What you will do | Transcribe each line below word for word.

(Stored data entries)
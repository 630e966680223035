//! Distance and pace unit conversion.
//!
//! Both conversions are a single linear scale between kilometres and miles.
//! Pace ("seconds per unit") is scaled by the same factor as distance.
//!
//! ## Example
//! ```rust
//! use pace_planner::units::{convert_distance, preset_distance, PresetDistance, Unit};
//!
//! let miles = convert_distance(10.0, Unit::Km, Unit::Mi);
//! assert!((miles - 6.21371).abs() < 1e-9);
//!
//! let marathon = preset_distance(PresetDistance::Marathon, Unit::Km);
//! assert_eq!(marathon, 42.195);
//! ```

use serde::{Deserialize, Serialize};

/// Kilometres to miles
pub const KM_TO_MI: f64 = 0.621371;
/// Miles to kilometres
pub const MI_TO_KM: f64 = 1.60934;

/// Half marathon distance in kilometres
pub const HALF_MARATHON_KM: f64 = 21.0975;
/// Marathon distance in kilometres
pub const MARATHON_KM: f64 = 42.195;

/// Linear distance unit.
#[derive(Debug, Clone, Copy, PartialEq, Eq, Hash, Default, Serialize, Deserialize)]
#[serde(rename_all = "lowercase")]
#[cfg_attr(feature = "ffi", derive(uniffi::Enum))]
pub enum Unit {
    #[default]
    Km,
    Mi,
}

impl Unit {
    /// The other unit.
    pub fn toggled(self) -> Self {
        match self {
            Unit::Km => Unit::Mi,
            Unit::Mi => Unit::Km,
        }
    }

    /// Short label ("km" / "mi").
    pub fn as_str(self) -> &'static str {
        match self {
            Unit::Km => "km",
            Unit::Mi => "mi",
        }
    }
}

impl std::fmt::Display for Unit {
    fn fmt(&self, f: &mut std::fmt::Formatter<'_>) -> std::fmt::Result {
        f.write_str(self.as_str())
    }
}

/// Factor that takes a value expressed in `from` to `to`.
fn factor(from: Unit, to: Unit) -> f64 {
    match (from, to) {
        (Unit::Km, Unit::Mi) => KM_TO_MI,
        (Unit::Mi, Unit::Km) => MI_TO_KM,
        _ => 1.0,
    }
}

/// Convert a distance between units. Identity when `from == to`.
pub fn convert_distance(value: f64, from: Unit, to: Unit) -> f64 {
    if from == to {
        return value;
    }
    value * factor(from, to)
}

/// Convert a pace (seconds per unit) between units.
///
/// Uses the distance factor as-is, so `convert_pace(p, Mi, Km)` multiplies by
/// 1.60934. Identity when `from == to`.
pub fn convert_pace(value: f64, from: Unit, to: Unit) -> f64 {
    if from == to {
        return value;
    }
    value * factor(from, to)
}

/// Common race distances offered as one-tap presets.
#[derive(Debug, Clone, Copy, PartialEq, Eq, Hash, Serialize, Deserialize)]
#[serde(rename_all = "camelCase")]
#[cfg_attr(feature = "ffi", derive(uniffi::Enum))]
pub enum PresetDistance {
    #[serde(rename = "5k")]
    FiveK,
    #[serde(rename = "10k")]
    TenK,
    HalfMarathon,
    Marathon,
    #[serde(rename = "50k")]
    FiftyK,
}

impl PresetDistance {
    /// All presets, shortest first.
    pub const ALL: [PresetDistance; 5] = [
        PresetDistance::FiveK,
        PresetDistance::TenK,
        PresetDistance::HalfMarathon,
        PresetDistance::Marathon,
        PresetDistance::FiftyK,
    ];

    /// Distance in kilometres.
    pub fn kilometers(self) -> f64 {
        match self {
            PresetDistance::FiveK => 5.0,
            PresetDistance::TenK => 10.0,
            PresetDistance::HalfMarathon => HALF_MARATHON_KM,
            PresetDistance::Marathon => MARATHON_KM,
            PresetDistance::FiftyK => 50.0,
        }
    }
}

/// Preset distance expressed in `unit`.
pub fn preset_distance(preset: PresetDistance, unit: Unit) -> f64 {
    convert_distance(preset.kilometers(), Unit::Km, unit)
}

Answer box |
repository 630e966680223035
//! Distance and pace unit conversion.
//!
//! Both conversions are a single linear scale between kilometres and miles.
//! Pace ("seconds per unit") is scaled by the same factor as distance.
//!
//! ## Example
//! ```rust
//! use pace_planner::units::{convert_distance, preset_distance, PresetDistance, Unit};
//!
//! let miles = convert_distance(10.0, Unit::Km, Unit::Mi);
//! assert!((miles - 6.21371).abs() < 1e-9);
//!
//! let marathon = preset_distance(PresetDistance::Marathon, Unit::Km);
//! assert_eq!(marathon, 42.195);
//! ```

use serde::{Deserialize, Serialize};

/// Kilometres to miles
pub const KM_TO_MI: f64 = 0.621371;
/// Miles to kilometres
pub const MI_TO_KM: f64 = 1.60934;

/// Half marathon distance in kilometres
pub const HALF_MARATHON_KM: f64 = 21.0975;
/// Marathon distance in kilometres
pub const MARATHON_KM: f64 = 42.195;

/// Linear distance unit.
#[derive(Debug, Clone, Copy, PartialEq, Eq, Hash, Default, Serialize, Deserialize)]
#[serde(rename_all = "lowercase")]
#[cfg_attr(feature = "ffi", derive(uniffi::Enum))]
pub enum Unit {
    #[default]
    Km,
    Mi,
}

impl Unit {
    /// The other unit.
    pub fn toggled(self) -> Self {
        match self {
            Unit::Km => Unit::Mi,
            Unit::Mi => Unit::Km,
        }
    }

    /// Short label ("km" / "mi").
    pub fn as_str(self) -> &'static str {
        match self {
            Unit::Km => "km",
            Unit::Mi => "mi",
        }
    }
}

impl std::fmt::Display for Unit {
    fn fmt(&self, f: &mut std::fmt::Formatter<'_>) -> std::fmt::Result {
        f.write_str(self.as_str())
    }
}

/// Factor that takes a value expressed in `from` to `to`.
fn factor(from: Unit, to: Unit) -> f64 {
    match (from, to) {
        (Unit::Km, Unit::Mi) => KM_TO_MI,
        (Unit::Mi, Unit::Km) => MI_TO_KM,
        _ => 1.0,
    }
}

/// Convert a distance between units. Identity when `from == to`.
pub fn convert_distance(value: f64, from: Unit, to: Unit) -> f64 {
    if from == to {
        return value;
    }
    value * factor(from, to)
}

/// Convert a pace (seconds per unit) between units.
///
/// Uses the distance factor as-is, so `convert_pace(p, Mi, Km)` multiplies by
/// 1.60934. Identity when `from == to`.
pub fn convert_pace(value: f64, from: Unit, to: Unit) -> f64 {
    if from == to {
        return value;
    }
    value * factor(from, to)
}

/// Common race distances offered as one-tap presets.
#[derive(Debug, Clone, Copy, PartialEq, Eq, Hash, Serialize, Deserialize)]
#[serde(rename_all = "camelCase")]
#[cfg_attr(feature = "ffi", derive(uniffi::Enum))]
pub enum PresetDistance {
    #[serde(rename = "5k")]
    FiveK,
    #[serde(rename = "10k")]
    TenK,
    HalfMarathon,
    Marathon,
    #[serde(rename = "50k")]
    FiftyK,
}

impl PresetDistance {
    /// All presets, shortest first.
    pub const ALL: [PresetDistance; 5] = [
        PresetDistance::FiveK,
        PresetDistance::TenK,
        PresetDistance::HalfMarathon,
        PresetDistance::Marathon,
        PresetDistance::FiftyK,
    ];

    /// Distance in kilometres.
    pub fn kilometers(self) -> f64 {
        match self {
            PresetDistance::FiveK => 5.0,
            PresetDistance::TenK => 10.0,
            PresetDistance::HalfMarathon => HALF_MARATHON_KM,
            PresetDistance::Marathon => MARATHON_KM,
            PresetDistance::FiftyK => 50.0,
        }
    }
}

/// Preset distance expressed in `unit`.
pub fn preset_distance(preset: PresetDistance, unit: Unit) -> f64 {
    convert_distance(preset.kilometers(), Unit::Km, unit)
}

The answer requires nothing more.